Problem:
The lines below that include "descending" are to be found and copied.

Stored items
===
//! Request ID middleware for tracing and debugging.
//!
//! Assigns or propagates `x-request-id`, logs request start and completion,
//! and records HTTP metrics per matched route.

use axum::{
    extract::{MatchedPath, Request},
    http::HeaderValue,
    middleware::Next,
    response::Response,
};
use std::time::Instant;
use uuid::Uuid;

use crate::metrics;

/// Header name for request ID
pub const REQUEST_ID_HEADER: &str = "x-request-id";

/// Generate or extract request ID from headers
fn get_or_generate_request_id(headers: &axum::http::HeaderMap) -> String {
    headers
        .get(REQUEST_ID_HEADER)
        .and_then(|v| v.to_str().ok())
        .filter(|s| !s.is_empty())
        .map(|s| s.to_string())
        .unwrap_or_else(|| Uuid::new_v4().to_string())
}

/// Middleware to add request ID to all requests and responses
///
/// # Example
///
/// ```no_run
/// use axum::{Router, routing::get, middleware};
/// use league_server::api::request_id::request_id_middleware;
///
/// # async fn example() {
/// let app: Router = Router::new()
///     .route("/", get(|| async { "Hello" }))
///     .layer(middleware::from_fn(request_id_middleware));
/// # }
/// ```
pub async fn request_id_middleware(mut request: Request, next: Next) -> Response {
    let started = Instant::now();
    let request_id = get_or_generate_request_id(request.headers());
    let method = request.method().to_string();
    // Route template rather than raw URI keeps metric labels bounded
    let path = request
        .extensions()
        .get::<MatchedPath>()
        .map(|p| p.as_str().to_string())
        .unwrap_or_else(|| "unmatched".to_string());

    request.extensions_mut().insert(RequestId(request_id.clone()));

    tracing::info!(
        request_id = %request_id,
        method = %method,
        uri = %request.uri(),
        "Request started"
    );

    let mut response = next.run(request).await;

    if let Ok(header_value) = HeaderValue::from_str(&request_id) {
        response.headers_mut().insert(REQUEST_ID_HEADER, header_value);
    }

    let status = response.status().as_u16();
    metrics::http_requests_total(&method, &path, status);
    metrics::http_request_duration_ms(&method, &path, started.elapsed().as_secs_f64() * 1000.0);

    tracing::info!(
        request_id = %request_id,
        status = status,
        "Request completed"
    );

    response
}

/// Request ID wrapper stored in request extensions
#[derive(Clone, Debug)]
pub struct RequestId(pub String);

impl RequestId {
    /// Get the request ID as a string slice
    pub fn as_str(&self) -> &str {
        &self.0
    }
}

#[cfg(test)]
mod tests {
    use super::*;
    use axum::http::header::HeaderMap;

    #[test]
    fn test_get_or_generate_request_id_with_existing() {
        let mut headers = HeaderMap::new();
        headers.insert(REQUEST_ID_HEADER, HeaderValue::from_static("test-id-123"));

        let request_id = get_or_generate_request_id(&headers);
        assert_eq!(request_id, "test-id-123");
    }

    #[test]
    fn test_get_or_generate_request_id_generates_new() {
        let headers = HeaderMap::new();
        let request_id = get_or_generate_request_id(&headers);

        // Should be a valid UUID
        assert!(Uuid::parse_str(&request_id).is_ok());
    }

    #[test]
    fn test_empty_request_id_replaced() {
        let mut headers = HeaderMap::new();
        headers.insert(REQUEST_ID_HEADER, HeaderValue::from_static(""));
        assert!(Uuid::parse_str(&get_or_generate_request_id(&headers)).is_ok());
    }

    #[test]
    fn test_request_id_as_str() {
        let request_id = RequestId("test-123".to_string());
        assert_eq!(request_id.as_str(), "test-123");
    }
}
===
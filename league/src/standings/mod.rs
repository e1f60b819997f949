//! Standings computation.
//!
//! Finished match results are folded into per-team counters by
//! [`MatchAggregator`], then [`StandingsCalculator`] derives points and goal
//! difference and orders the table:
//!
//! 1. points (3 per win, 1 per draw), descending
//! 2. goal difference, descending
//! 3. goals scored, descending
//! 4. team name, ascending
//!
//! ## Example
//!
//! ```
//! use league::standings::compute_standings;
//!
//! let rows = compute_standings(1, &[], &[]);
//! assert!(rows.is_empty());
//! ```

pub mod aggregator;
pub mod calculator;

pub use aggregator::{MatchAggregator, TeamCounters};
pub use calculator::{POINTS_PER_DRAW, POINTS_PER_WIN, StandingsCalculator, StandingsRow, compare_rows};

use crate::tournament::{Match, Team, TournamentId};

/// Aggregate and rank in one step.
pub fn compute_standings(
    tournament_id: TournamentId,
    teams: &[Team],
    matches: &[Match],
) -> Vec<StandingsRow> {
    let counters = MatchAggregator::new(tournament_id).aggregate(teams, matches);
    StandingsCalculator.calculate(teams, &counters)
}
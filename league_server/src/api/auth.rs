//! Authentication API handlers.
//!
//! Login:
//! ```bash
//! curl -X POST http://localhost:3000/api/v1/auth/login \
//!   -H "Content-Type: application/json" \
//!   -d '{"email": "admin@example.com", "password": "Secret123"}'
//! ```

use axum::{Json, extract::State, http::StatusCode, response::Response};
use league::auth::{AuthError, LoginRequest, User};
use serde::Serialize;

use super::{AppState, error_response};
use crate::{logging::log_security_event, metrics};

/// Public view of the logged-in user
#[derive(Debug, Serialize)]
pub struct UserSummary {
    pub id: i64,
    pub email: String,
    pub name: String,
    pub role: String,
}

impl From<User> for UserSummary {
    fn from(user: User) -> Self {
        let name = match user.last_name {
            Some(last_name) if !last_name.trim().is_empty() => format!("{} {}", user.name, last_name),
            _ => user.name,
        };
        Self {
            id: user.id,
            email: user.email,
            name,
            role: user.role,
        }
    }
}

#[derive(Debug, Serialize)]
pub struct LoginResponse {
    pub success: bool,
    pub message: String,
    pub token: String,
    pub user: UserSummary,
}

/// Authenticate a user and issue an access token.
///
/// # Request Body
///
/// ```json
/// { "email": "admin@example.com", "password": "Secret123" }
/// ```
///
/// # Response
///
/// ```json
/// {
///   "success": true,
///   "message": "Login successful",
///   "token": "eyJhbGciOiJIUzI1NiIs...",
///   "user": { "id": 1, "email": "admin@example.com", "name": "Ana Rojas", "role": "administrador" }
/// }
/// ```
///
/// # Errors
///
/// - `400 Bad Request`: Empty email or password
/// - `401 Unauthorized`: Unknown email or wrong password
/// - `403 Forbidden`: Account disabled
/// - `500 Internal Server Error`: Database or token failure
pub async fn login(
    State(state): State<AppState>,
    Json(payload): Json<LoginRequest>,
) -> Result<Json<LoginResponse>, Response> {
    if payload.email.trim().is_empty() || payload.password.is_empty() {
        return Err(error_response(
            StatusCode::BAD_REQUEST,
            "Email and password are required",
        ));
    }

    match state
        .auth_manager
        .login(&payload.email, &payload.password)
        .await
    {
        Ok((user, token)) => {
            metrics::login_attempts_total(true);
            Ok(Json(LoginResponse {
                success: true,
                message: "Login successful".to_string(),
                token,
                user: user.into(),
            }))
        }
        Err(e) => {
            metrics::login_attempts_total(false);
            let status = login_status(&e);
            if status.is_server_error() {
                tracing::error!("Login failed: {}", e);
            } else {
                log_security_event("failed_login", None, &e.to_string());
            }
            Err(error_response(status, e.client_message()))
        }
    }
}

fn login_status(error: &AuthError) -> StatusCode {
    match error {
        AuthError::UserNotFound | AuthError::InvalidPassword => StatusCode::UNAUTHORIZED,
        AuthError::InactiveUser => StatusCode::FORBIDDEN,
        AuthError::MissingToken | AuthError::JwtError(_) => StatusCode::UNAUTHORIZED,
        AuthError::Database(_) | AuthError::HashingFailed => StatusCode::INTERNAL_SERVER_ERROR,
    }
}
===
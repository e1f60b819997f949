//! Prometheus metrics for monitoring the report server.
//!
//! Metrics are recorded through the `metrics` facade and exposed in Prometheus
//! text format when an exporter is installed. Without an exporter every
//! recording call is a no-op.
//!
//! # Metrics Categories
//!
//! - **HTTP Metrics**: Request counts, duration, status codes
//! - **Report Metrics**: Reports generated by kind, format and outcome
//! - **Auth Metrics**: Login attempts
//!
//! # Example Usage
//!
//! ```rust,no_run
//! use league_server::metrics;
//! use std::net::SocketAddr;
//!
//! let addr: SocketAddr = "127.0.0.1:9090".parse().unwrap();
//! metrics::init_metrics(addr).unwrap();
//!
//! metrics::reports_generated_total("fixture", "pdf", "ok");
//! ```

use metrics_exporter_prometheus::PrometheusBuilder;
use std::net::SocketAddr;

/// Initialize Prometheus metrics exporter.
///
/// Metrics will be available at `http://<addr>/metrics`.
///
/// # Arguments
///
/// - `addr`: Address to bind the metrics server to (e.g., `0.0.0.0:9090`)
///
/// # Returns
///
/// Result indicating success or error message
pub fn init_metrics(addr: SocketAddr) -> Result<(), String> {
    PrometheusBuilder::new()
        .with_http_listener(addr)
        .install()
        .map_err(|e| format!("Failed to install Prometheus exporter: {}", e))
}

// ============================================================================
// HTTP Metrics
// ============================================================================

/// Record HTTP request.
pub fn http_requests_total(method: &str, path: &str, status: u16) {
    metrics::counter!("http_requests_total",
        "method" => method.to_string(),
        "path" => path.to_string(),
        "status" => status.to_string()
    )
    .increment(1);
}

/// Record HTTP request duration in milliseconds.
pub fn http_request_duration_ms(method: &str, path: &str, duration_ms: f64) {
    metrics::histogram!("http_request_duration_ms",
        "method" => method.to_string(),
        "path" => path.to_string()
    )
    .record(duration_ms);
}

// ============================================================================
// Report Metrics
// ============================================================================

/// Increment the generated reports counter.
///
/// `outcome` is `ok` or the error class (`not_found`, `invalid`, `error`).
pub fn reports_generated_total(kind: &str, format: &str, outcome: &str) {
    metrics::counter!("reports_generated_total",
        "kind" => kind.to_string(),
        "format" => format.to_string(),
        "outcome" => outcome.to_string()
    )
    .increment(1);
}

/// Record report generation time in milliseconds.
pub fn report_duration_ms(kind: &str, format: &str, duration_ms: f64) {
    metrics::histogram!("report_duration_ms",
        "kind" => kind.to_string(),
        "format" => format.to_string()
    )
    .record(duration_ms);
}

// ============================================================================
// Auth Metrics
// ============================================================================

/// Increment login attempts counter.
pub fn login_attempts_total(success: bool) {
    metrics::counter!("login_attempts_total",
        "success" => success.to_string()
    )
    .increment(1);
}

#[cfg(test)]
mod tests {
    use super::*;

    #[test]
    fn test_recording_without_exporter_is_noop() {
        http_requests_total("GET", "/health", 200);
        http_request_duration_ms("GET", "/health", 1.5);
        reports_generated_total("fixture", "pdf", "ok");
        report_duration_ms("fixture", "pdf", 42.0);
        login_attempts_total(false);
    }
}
===
Task solution:
//! 1. points (3 per win, 1 per draw), descending
//! 2. goal difference, descending
//! 3. goals scored, descending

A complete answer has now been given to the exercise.